→ **What is required**:
Write the line that contains "let (_, farmer_id)" and each one after it, word for word, ending with the final line of the data.

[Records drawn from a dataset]
------

mod common;

use axum::body::Body;
use axum::http::{header, Request, StatusCode};
use serde_json::{json, Value};
use std::sync::Arc;

use common::{body_json, eventually, FakeProvider, TestApp};
use farmwise_gateway::store::FarmStore;

const BOUNDARY: &str = "farmwise-test-boundary";

fn multipart(fields: &[(&str, &str)], image: Option<&[u8]>) -> Request<Body> {
    signed_multipart(fields, image, None)
}

fn signed_multipart(fields: &[(&str, &str)], image: Option<&[u8]>, token: Option<&str>) -> Request<Body> {
    let mut body = Vec::new();
    for (name, value) in fields {
        body.extend_from_slice(
            format!(
                "--{}\r\nContent-Disposition: form-data; name=\"{}\"\r\n\r\n{}\r\n",
                BOUNDARY, name, value
            )
            .as_bytes(),
        );
    }
    if let Some(bytes) = image {
        body.extend_from_slice(
            format!(
                "--{}\r\nContent-Disposition: form-data; name=\"image\"; filename=\"leaf.png\"\r\n\
                 Content-Type: image/png\r\n\r\n",
                BOUNDARY
            )
            .as_bytes(),
        );
        body.extend_from_slice(bytes);
        body.extend_from_slice(b"\r\n");
    }
    body.extend_from_slice(format!("--{}--\r\n", BOUNDARY).as_bytes());

    let mut builder = Request::builder()
        .method("POST")
        .uri("/api/pest-detection")
        .header(
            header::CONTENT_TYPE,
            format!("multipart/form-data; boundary={}", BOUNDARY),
        );
    if let Some(token) = token {
        builder = builder.header(header::AUTHORIZATION, format!("Bearer {}", token));
    }
    builder.body(Body::from(body)).unwrap()
}

fn analysis() -> Value {
    json!({
        "pestIdentified": "Early blight",
        "confidence": 78.5,
        "severity": "high",
        "description": "Fungal disease causing concentric ring lesions",
        "symptoms": ["Brown spots with rings", "Yellowing lower leaves"],
        "treatment": {
            "immediate": ["Remove infected leaves", "Apply copper fungicide"],
            "longTerm": ["Rotate crops"],
            "organic": ["Neem extract"],
            "chemical": ["Mancozeb"]
        },
        "prevention": ["Avoid overhead watering"],
        "economicImpact": "Yield losses of 20-30% if untreated"
    })
}

#[tokio::test]
async fn test_missing_image_is_400_even_without_credentials() {
    let app = TestApp::new(None);

    let response = app
        .send(multipart(&[("cropType", "tomato"), ("symptoms", "spots")], None))
        .await;
    assert_eq!(response.status(), StatusCode::BAD_REQUEST);
    assert_eq!(body_json(response).await, json!({"error": "No image provided"}));

    let response = app.send(multipart(&[("cropType", "tomato")], Some(b""))).await;
    assert_eq!(response.status(), StatusCode::BAD_REQUEST);
    assert_eq!(body_json(response).await, json!({"error": "No image provided"}));
}

#[tokio::test]
async fn test_non_multipart_body_is_400() {
    let app = TestApp::new(Some(Arc::new(FakeProvider::diagnosing(analysis()))));
    let request = Request::builder()
        .method("POST")
        .uri("/api/pest-detection")
        .header(header::CONTENT_TYPE, "application/json")
        .body(Body::from("{}"))
        .unwrap();
    let response = app.send(request).await;
    assert_eq!(response.status(), StatusCode::BAD_REQUEST);
    assert_eq!(body_json(response).await, json!({"error": "No image provided"}));
}

#[tokio::test]
async fn test_image_without_credentials_is_500() {
    let app = TestApp::new(None);
    let response = app
        .send(multipart(&[("cropType", "tomato"), ("symptoms", "spots")], Some(b"\x89PNG")))
        .await;
    assert_eq!(response.status(), StatusCode::INTERNAL_SERVER_ERROR);
}

#[tokio::test]
async fn test_successful_analysis_is_returned_and_recorded() {
    let provider = Arc::new(FakeProvider::diagnosing(analysis()));
    let app = TestApp::new(Some(provider.clone()));
    let (token, farmer_id) = app.sign_up("meena@example.in", "Meena").await;

    let response = app
        .send(signed_multipart(
            &[("cropType", "tomato"), ("symptoms", "ringed spots")],
            Some(b"\x89PNG\r\n"),
            Some(&token),
        ))
        .await;
    assert_eq!(response.status(), StatusCode::OK);
    let body = body_json(response).await;
    assert_eq!(body["success"], true);
    assert_eq!(body["analysis"], analysis());

    let requests = provider.structured_requests.lock().unwrap().clone();
    let message = serde_json::to_value(&requests[0].messages[0]).unwrap();
    assert!(message["content"][0]["text"]
        .as_str()
        .unwrap()
        .contains("tomato plant showing these symptoms: ringed spots"));
    assert!(message["content"][1]["image_url"]["url"]
        .as_str()
        .unwrap()
        .starts_with("data:image/png;base64,"));

    let store = app.store.clone();
    let owner = farmer_id.clone();
    assert!(
        eventually(|| {
            let store = store.clone();
            let owner = owner.clone();
            async move { !store.list_pest_detections(&owner, 5).await.unwrap().is_empty() }
        })
        .await
    );
    let detections = app.store.list_pest_detections(&farmer_id, 5).await.unwrap();
    assert_eq!(detections[0].pest_identified, "Early blight");
    assert_eq!(detections[0].crop_type, "tomato");
    assert!((detections[0].confidence_score - 0.785).abs() < 1e-9);
    assert_eq!(
        detections[0].treatment_recommendations,
        "Remove infected leaves, Apply copper fungicide"
    );
}

#[tokio::test]
async fn test_invalid_analysis_is_generic_500() {
    let mut bad = analysis();
    bad["confidence"] = json!(250);
    let app = TestApp::new(Some(Arc::new(FakeProvider::diagnosing(bad))));

    let response = app
        .send(multipart(&[("cropType", "rice"), ("symptoms", "blast")], Some(b"img")))
        .await;
    assert_eq!(response.status(), StatusCode::INTERNAL_SERVER_ERROR);
    assert_eq!(body_json(response).await, json!({"error": "Failed to analyze image"}));
}

#[tokio::test]
async fn test_anonymous_analysis_is_not_recorded_for_form_farmer_id() {
    let app = TestApp::new(Some(Arc::new(FakeProvider::diagnosing(analysis()))));
    let (_, farmer_id) = app.sign_up("gopal@example.in", "Gopal").await;

    let response = app
        .send(multipart(
            &[("cropType", "cotton"), ("symptoms", "holes"), ("farmerId", &farmer_id)],
            Some(b"img"),
        ))
        .await;
    assert_eq!(response.status(), StatusCode::OK);

    // A signed-in upload afterwards proves the worker has drained the queue.
    let (token, other_id) = app.sign_up("devi@example.in", "Devi").await;
    let response = app
        .send(signed_multipart(&[("cropType", "cotton")], Some(b"img"), Some(&token)))
        .await;
    assert_eq!(response.status(), StatusCode::OK);
    let store = app.store.clone();
    assert!(
        eventually(|| {
            let store = store.clone();
            let other_id = other_id.clone();
            async move { !store.list_pest_detections(&other_id, 5).await.unwrap().is_empty() }
        })
        .await
    );

    assert!(app.store.list_pest_detections(&farmer_id, 5).await.unwrap().is_empty());
}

------

→ **Output of the task**:
    let (_, farmer_id) = app.sign_up("gopal@example.in", "Gopal").await;

    let response = app
        .send(multipart(
            &[("cropType", "cotton"), ("symptoms", "holes"), ("farmerId", &farmer_id)],
            Some(b"img"),
        ))
        .await;
    assert_eq!(response.status(), StatusCode::OK);

    // A signed-in upload afterwards proves the worker has drained the queue.
    let (token, other_id) = app.sign_up("devi@example.in", "Devi").await;
    let response = app
        .send(signed_multipart(&[("cropType", "cotton")], Some(b"img"), Some(&token)))
        .await;
    assert_eq!(response.status(), StatusCode::OK);
    let store = app.store.clone();
    assert!(
        eventually(|| {
            let store = store.clone();
            let other_id = other_id.clone();
            async move { !store.list_pest_detections(&other_id, 5).await.unwrap().is_empty() }
        })
        .await
    );

    assert!(app.store.list_pest_detections(&farmer_id, 5).await.unwrap().is_empty());
}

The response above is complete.